Quixeramobim localizava-se no cruzamento das estradas que vinham de Granja, Sobral, Crateús, de Santa Quitéria e da Paraíba. Sobral ligava o sertão central com o litoral noroeste da Capitania. De Tauá, podia-se seguir tanto para Oeiras, no Piauí, passando por Crateús, como para Icó. Russas estava na estrada geral do Jaguaribe e Icó. Situada no cruzamento desta com a Estrada Nova das Boiadas, comunicava-se diretamente com o Piauí, com a Paraíba e com Aracati, no litoral cearense.

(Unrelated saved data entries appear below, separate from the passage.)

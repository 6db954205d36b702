//! Evaluator tool — evaluates arithmetic expressions.
//!
//! Accepts only numeric literals, the operators `+ - * / // % **`, and
//! parentheses. Anything else is rejected before evaluation starts.
//! Uses a recursive-descent parser; no dependencies beyond std.

use async_trait::async_trait;
use docent_core::error::{ExecErrorKind, ToolError};
use docent_core::tool::Tool;

pub struct EvaluatorTool;

pub const EVALUATOR_TOOL_NAME: &str = "calculator";

#[async_trait]
impl Tool for EvaluatorTool {
    fn name(&self) -> &str {
        EVALUATOR_TOOL_NAME
    }

    fn description(&self) -> &str {
        "Evaluate an arithmetic expression. Supports +, -, *, /, // (floor division), % (modulo), ** (power), parentheses, and decimal numbers."
    }

    fn input_param(&self) -> &str {
        "expression"
    }

    async fn invoke(&self, input: &str) -> Result<String, ToolError> {
        let value = evaluate(input).map_err(|e| match e {
            EvalError::Invalid(reason) => ToolError::InvalidInput {
                tool: EVALUATOR_TOOL_NAME.into(),
                reason,
            },
            EvalError::DivisionByZero => ToolError::Execution {
                tool: EVALUATOR_TOOL_NAME.into(),
                kind: ExecErrorKind::DivisionByZero,
                reason: input.trim().to_string(),
            },
            EvalError::NonFinite => ToolError::Execution {
                tool: EVALUATOR_TOOL_NAME.into(),
                kind: ExecErrorKind::NonFinite,
                reason: input.trim().to_string(),
            },
        })?;

        Ok(format!("Result: {}", format_number(value)))
    }
}

/// Format without a trailing `.0` for integral values.
fn format_number(value: f64) -> String {
    if value.fract() == 0.0 && value.abs() < 1e15 {
        format!("{}", value as i64)
    } else {
        format!("{value}")
    }
}

// ── Recursive-descent expression evaluator ────────────────────────────────

/// Why evaluation failed.
#[derive(Debug, Clone, PartialEq)]
pub enum EvalError {
    /// Rejected before evaluation: a foreign token or malformed syntax.
    Invalid(String),
    DivisionByZero,
    NonFinite,
}

/// Evaluate an arithmetic expression string.
pub fn evaluate(expr: &str) -> Result<f64, EvalError> {
    let tokens = tokenize(expr)?;
    let mut parser = Parser::new(&tokens);
    let result = parser.parse_expr()?;
    if parser.pos < parser.tokens.len() {
        return Err(EvalError::Invalid(format!(
            "unexpected token at position {}: {:?}",
            parser.pos, parser.tokens[parser.pos]
        )));
    }
    if !result.is_finite() {
        return Err(EvalError::NonFinite);
    }
    Ok(result)
}

#[derive(Debug, Clone, PartialEq)]
enum Token {
    Number(f64),
    Plus,
    Minus,
    Star,
    DblStar,
    Slash,
    DblSlash,
    Percent,
    LParen,
    RParen,
}

fn tokenize(input: &str) -> Result<Vec<Token>, EvalError> {
    let mut tokens = Vec::new();
    let chars: Vec<char> = input.chars().collect();
    let mut i = 0;

    while i < chars.len() {
        match chars[i] {
            ' ' | '\t' | '\n' | '\r' => i += 1,
            '+' => {
                tokens.push(Token::Plus);
                i += 1;
            }
            '-' => {
                tokens.push(Token::Minus);
                i += 1;
            }
            '*' => {
                if chars.get(i + 1) == Some(&'*') {
                    tokens.push(Token::DblStar);
                    i += 2;
                } else {
                    tokens.push(Token::Star);
                    i += 1;
                }
            }
            '/' => {
                if chars.get(i + 1) == Some(&'/') {
                    tokens.push(Token::DblSlash);
                    i += 2;
                } else {
                    tokens.push(Token::Slash);
                    i += 1;
                }
            }
            '%' => {
                tokens.push(Token::Percent);
                i += 1;
            }
            '(' => {
                tokens.push(Token::LParen);
                i += 1;
            }
            ')' => {
                tokens.push(Token::RParen);
                i += 1;
            }
            c if c.is_ascii_digit() || c == '.' => {
                let start = i;
                while i < chars.len() && (chars[i].is_ascii_digit() || chars[i] == '.') {
                    i += 1;
                }
                let num_str: String = chars[start..i].iter().collect();
                let num: f64 = num_str
                    .parse()
                    .map_err(|_| EvalError::Invalid(format!("invalid number: {num_str}")))?;
                tokens.push(Token::Number(num));
            }
            c => return Err(EvalError::Invalid(format!("unexpected character: '{c}'"))),
        }
    }

    Ok(tokens)
}

struct Parser<'a> {
    tokens: &'a [Token],
    pos: usize,
}

impl<'a> Parser<'a> {
    fn new(tokens: &'a [Token]) -> Self {
        Self { tokens, pos: 0 }
    }

    fn peek(&self) -> Option<&Token> {
        self.tokens.get(self.pos)
    }

    fn consume(&mut self) -> Option<&Token> {
        let tok = self.tokens.get(self.pos);
        if tok.is_some() {
            self.pos += 1;
        }
        tok
    }

    // expr = term (('+' | '-') term)*
    fn parse_expr(&mut self) -> Result<f64, EvalError> {
        let mut left = self.parse_term()?;
        while let Some(op) = self.peek() {
            match op {
                Token::Plus => {
                    self.consume();
                    left += self.parse_term()?;
                }
                Token::Minus => {
                    self.consume();
                    left -= self.parse_term()?;
                }
                _ => break,
            }
        }
        Ok(left)
    }

    // term = factor (('*' | '/' | '//' | '%') factor)*
    fn parse_term(&mut self) -> Result<f64, EvalError> {
        let mut left = self.parse_factor()?;
        while let Some(op) = self.peek() {
            match op {
                Token::Star => {
                    self.consume();
                    left *= self.parse_factor()?;
                }
                Token::Slash => {
                    self.consume();
                    let right = self.parse_factor()?;
                    if right == 0.0 {
                        return Err(EvalError::DivisionByZero);
                    }
                    left /= right;
                }
                Token::DblSlash => {
                    self.consume();
                    let right = self.parse_factor()?;
                    if right == 0.0 {
                        return Err(EvalError::DivisionByZero);
                    }
                    left = (left / right).floor();
                }
                Token::Percent => {
                    self.consume();
                    let right = self.parse_factor()?;
                    if right == 0.0 {
                        return Err(EvalError::DivisionByZero);
                    }
                    // floored modulo: the result takes the divisor's sign
                    left -= right * (left / right).floor();
                }
                _ => break,
            }
        }
        Ok(left)
    }

    // factor = '-' factor | power
    fn parse_factor(&mut self) -> Result<f64, EvalError> {
        if let Some(Token::Minus) = self.peek() {
            self.consume();
            let val = self.parse_factor()?;
            return Ok(-val);
        }
        self.parse_power()
    }

    // power = primary ('**' factor)?   right-associative, binds tighter
    // than unary minus on its left: -2 ** 2 is -(2 ** 2)
    fn parse_power(&mut self) -> Result<f64, EvalError> {
        let base = self.parse_primary()?;
        if let Some(Token::DblStar) = self.peek() {
            self.consume();
            let exponent = self.parse_factor()?;
            return Ok(base.powf(exponent));
        }
        Ok(base)
    }

    // primary = NUMBER | '(' expr ')'
    fn parse_primary(&mut self) -> Result<f64, EvalError> {
        match self.consume() {
            Some(Token::Number(n)) => Ok(*n),
            Some(Token::LParen) => {
                let val = self.parse_expr()?;
                match self.consume() {
                    Some(Token::RParen) => Ok(val),
                    _ => Err(EvalError::Invalid("expected closing parenthesis".into())),
                }
            }
            Some(tok) => Err(EvalError::Invalid(format!("unexpected token: {tok:?}"))),
            None => Err(EvalError::Invalid("unexpected end of expression".into())),
        }
    }
}

// ── Tests ─────────────────────────────────────────────────────────────────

A vila do Aracati foi o principal porto do Ceará durante o século XVIII. Em seu espaço, localizavamse as principais oficinas de charque do período. Antes mesmo da elevação à condição de vila, comercializavase de “vinte a vinte cinco mil bois” para a produção de carne seca. Na segunda metade do século XVIII, no espaço da vila podia ser encontrado tanto o animal vivo como a carne salgada e ainda “couro de bois salgados, vaquetas, couro de cabra e pelicas brancas”. Anualmente, saíam do porto de Santa Cruz do Aracati cerca de 25 a 30.000 couros salgados, 50 a 60.000 meios de sola e “vaquetas”, 30 a 35.000 couros de cabra e 2 a 3.000 pelicas (ALMEIDA, 1887, p.85).
Icó foi o mais importante ponto de escoamento, no sertão, da produção cearense. Para a vila seguiam boiadas de todas as estradas e partiam outras tanto para o Aracati como para as feiras da Paraíba e de Pernambuco. Os fazendeiros localizados nas proximidades do Icó possuíam uma vantagem sobre os demais da Capitania do Ceará por estarem próximos das feiras de Pernambuco e da Paraíba. “Essa concorrência interna tornava-se particularmente incômoda para os habitantes do médio e baixo Jaguaribe que também tinham na pecuária os seus meios de vida, pois, de outro modo não lhes seria possível efetivar a posse das vastas sesmarias e delas obter o sustento” (NOBRE, 1977, p.42). Quixeramobim, a meio caminho da Estrada Nova das Boiadas, “com suas ricas pastagens, era o único ponto onde as reses derreadas pela canícula e pela fome podiam refazer-se na longa travessia” (STUDART FILHO, 1937, p.33). Granja localizava-se na bacia do Acaraú, a segunda mais importante do território, próximo ao porto de Camocim. Sobral garantia o contato entre o sertão e o porto do Acaraú, através de Granja (GIRÃO, 2000, p.179)."